OPINIÓN
Deuda
Antonio Cabrera era un poeta rendido por completo a la razón
Durante el largo viaje de regreso he venido pensando en otros asuntos alternativos sobre los que versara este artículo, pero el motivo que me ha llevado a Valencia, como un poderoso atractor, una y otra vez ha torcido mi voluntad hasta obligarme a caer en ... ese poderoso centro. No me gustan las necrológicas. Ni leerlas, ni mucho menos escribirlas. Creo que se trata de un género fácil. Basta con emplear los tópicos al uso para ensalzar las bondades del difunto y lamentar su irreparable pérdida hasta dar por concluido el asunto. Si esta logra, además, hacer brotar algunas lágrimas, pues entonces miel sobre hojuelas.
Así que me enfrento a la difícil tarea de expresar lo que ahora siento sin que mis palabras transmitan el eco sensiblero, rancio, de cualquier obituario. No voy a revolcarme en la tristeza para que todo quede impregnado por ella. Voy a esforzarme para que el dolor no aflore entre líneas ofreciéndome argumentos para monopolizar la pena. Ya he escrito sobre la vida y la persona de Antonio Cabrera mientras estuvo entre nosotros. Esto acalla la voz de mi conciencia acerca de que pudiera estar aprovechando su desaparición física para adquirir cierto protagonismo personal.
Escribo sobre el fondo musical de la octava sinfonía de Dvořák, un tributo al sentimiento de amistad por parte del compositor checo. Mientras aliente en este mundo, me sentiré en deuda con Antonio y así lo reconozco abiertamente. Ha rendido la materia de su cuerpo no sin antes compartir su espíritu con quienes tuvimos la suerte de tratarlo. Me hizo partícipe de toda su riqueza interior y su muerte no me puede arrebatar la obligación de devolverle todo aquello que no me dio tiempo de hacer en vida. Continuaré viviendo aferrado a su rica memoria y haré todo cuanto esté en mi mano para que su voz no se apague.

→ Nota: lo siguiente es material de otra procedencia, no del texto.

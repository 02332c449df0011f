use std::sync::Arc;

use chrono::{DateTime, Utc};
use sqlx::{PgPool, Row};

use lakegate_core::{OffsetToken, StreamId};

use super::r#trait::{AdvanceOutcome, LedgerError, OffsetLedger, StreamCheckpoint};

/// Postgres-backed offset ledger.
///
/// The compare-and-set is one conditional upsert, never read-then-write.
/// Cursors are stored in their canonical string encoding, whose lexicographic
/// order equals token order, so the comparison happens inside the statement
/// as a plain TEXT comparison.
///
/// Expected schema:
///
/// ```sql
/// CREATE TABLE stream_checkpoints (
///     stream_id     TEXT PRIMARY KEY,
///     cursor        TEXT NOT NULL,
///     last_seen_at  TIMESTAMPTZ NOT NULL,
///     updated_at    TIMESTAMPTZ NOT NULL DEFAULT NOW()
/// );
/// ```
pub struct PostgresOffsetLedger {
    pool: Arc<PgPool>,
}

impl PostgresOffsetLedger {
    pub fn new(pool: PgPool) -> Self {
        Self {
            pool: Arc::new(pool),
        }
    }

    fn runtime() -> Result<tokio::runtime::Handle, LedgerError> {
        tokio::runtime::Handle::try_current()
            .map_err(|_| LedgerError::Storage("no tokio runtime available".to_string()))
    }
}

impl OffsetLedger for PostgresOffsetLedger {
    fn get(&self, stream_id: &StreamId) -> Result<Option<StreamCheckpoint>, LedgerError> {
        let handle = Self::runtime()?;
        let pool = self.pool.clone();
        let stream = stream_id.as_str().to_string();

        let row = handle.block_on(async {
            sqlx::query(
                r#"
                SELECT cursor, last_seen_at
                FROM stream_checkpoints
                WHERE stream_id = $1
                "#,
            )
            .bind(&stream)
            .fetch_optional(&*pool)
            .await
            .map_err(|e| LedgerError::Storage(e.to_string()))
        })?;

        let Some(row) = row else {
            return Ok(None);
        };

        let encoded: String = row
            .try_get("cursor")
            .map_err(|e| LedgerError::Corrupt(e.to_string()))?;
        let last_seen_at: DateTime<Utc> = row
            .try_get("last_seen_at")
            .map_err(|e| LedgerError::Corrupt(e.to_string()))?;

        let cursor =
            OffsetToken::decode(&encoded).map_err(|e| LedgerError::Corrupt(e.to_string()))?;

        Ok(Some(StreamCheckpoint {
            stream_id: stream_id.clone(),
            cursor,
            last_seen_at,
        }))
    }

    fn advance(
        &self,
        stream_id: &StreamId,
        candidate: &OffsetToken,
    ) -> Result<AdvanceOutcome, LedgerError> {
        let handle = Self::runtime()?;
        let pool = self.pool.clone();
        let stream = stream_id.as_str().to_string();
        let encoded = candidate.encode();
        let last_seen_at = candidate.last_modified();

        let rows_affected = handle.block_on(async {
            sqlx::query(
                r#"
                INSERT INTO stream_checkpoints (stream_id, cursor, last_seen_at)
                VALUES ($1, $2, $3)
                ON CONFLICT (stream_id)
                DO UPDATE SET
                    cursor = EXCLUDED.cursor,
                    last_seen_at = EXCLUDED.last_seen_at,
                    updated_at = NOW()
                WHERE stream_checkpoints.cursor < EXCLUDED.cursor
                "#,
            )
            .bind(&stream)
            .bind(&encoded)
            .bind(last_seen_at)
            .execute(&*pool)
            .await
            .map(|r| r.rows_affected())
            .map_err(|e| LedgerError::Storage(e.to_string()))
        })?;

        if rows_affected == 1 {
            Ok(AdvanceOutcome::Accepted)
        } else {
            Ok(AdvanceOutcome::Rejected)
        }
    }

    fn reset(&self, stream_id: &StreamId) -> Result<(), LedgerError> {
        let handle = Self::runtime()?;
        let pool = self.pool.clone();
        let stream = stream_id.as_str().to_string();

        handle.block_on(async {
            sqlx::query(
                r#"
                DELETE FROM stream_checkpoints
                WHERE stream_id = $1
                "#,
            )
            .bind(&stream)
            .execute(&*pool)
            .await
            .map(|_| ())
            .map_err(|e| LedgerError::Storage(e.to_string()))
        })
    }
}
//! Message shapes carried on the bridge's channels.
//!
//! All three channels deliver at-least-once and unordered across objects;
//! consumers must be idempotent.

use chrono::{DateTime, Utc};
use serde::{Deserialize, Serialize};

use lakegate_core::{ObjectKey, OffsetToken, ResourceId, VersionId};

/// Kind of object-store write that produced a notification.
#[derive(Debug, Clone, Copy, PartialEq, Eq, Serialize, Deserialize)]
#[serde(rename_all = "snake_case")]
pub enum EventType {
    Created,
    Removed,
}

/// A live object-store write notification.
///
/// Carries no version id: the live path fetches the current object, and the
/// fetched last-modified timestamp is authoritative for last-write-wins.
#[derive(Debug, Clone, PartialEq, Eq, Serialize, Deserialize)]
pub struct ObjectWriteNotification {
    pub object_key: ObjectKey,
    pub event_type: EventType,
    pub occurred_at: DateTime<Utc>,
}

impl ObjectWriteNotification {
    pub fn created(object_key: ObjectKey, occurred_at: DateTime<Utc>) -> Self {
        Self {
            object_key,
            event_type: EventType::Created,
            occurred_at,
        }
    }
}

/// Reference to one historical object version, sufficient to re-fetch the
/// object deterministically even if newer versions have since been written.
#[derive(Debug, Clone, PartialEq, Eq, Serialize, Deserialize)]
pub struct HistoricalObjectRef {
    pub object_key: ObjectKey,
    pub last_modified: DateTime<Utc>,
    pub version_id: VersionId,
}

impl HistoricalObjectRef {
    /// The offset token this version occupies in its stream.
    pub fn offset(&self) -> OffsetToken {
        OffsetToken::new(
            self.last_modified,
            self.object_key.clone(),
            self.version_id.clone(),
        )
    }
}

/// Downstream digest published after every accepted ingestion update.
#[derive(Debug, Clone, PartialEq, Eq, Serialize, Deserialize)]
pub struct UpdateDigest {
    pub resource_id: ResourceId,
    pub offset: OffsetToken,
}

Antonio era un poeta rendido por completo a la razón. Esto puede parecer contradictorio y, de hecho, puede que lo sea. Así se lo manifesté muchas veces y tuvimos largas disputas en torno a este asunto. Me decía que si los hombres somos hombres, es gracias al cultivo de la razón. Trataba de rebatir su argumento diciéndole que no todo en nosotros sigue el camino de la racionalidad , que, sin ir más lejos, su poesía no estaba fundada sobre esta clase de pensamiento, sino que era fruto de esa visión suya que penetraba hasta las profundidades donde el observador y lo observado pierden sus contornos y participan ambos de una misma naturaleza. Justo la experiencia cuasi mística que él nos dejaba temblando en la fina arquitectura de sus versos. Me replicaba que era siempre consciente de la distancia (el ‘hueco’, según sus palabras) que lo separaba de cada uno de sus objetos poéticos.
Creía Antonio en la realidad autónoma y previa del árbol, del pájaro o del insecto que tomaba como sus motivos poéticos. Trataba yo de convencerlo de que era él quien creaba al abedul, al águila y a la mantis gracias a su manera peculiar de contemplar la realidad y al poder fundador de su palabra. Se tenía el filósofo poeta por mero testigo de un mundo que existía ajeno a su presencia y se declaraba simple recreador de sus delicados matices. Su humildad y su generosidad no le permitían traspasar ese severo límite. Mi deuda con él me obliga a transgredir esa frontera y a internarme, sin la ilusión protectora de la razón, en el profundo territorio de todas sus creaciones.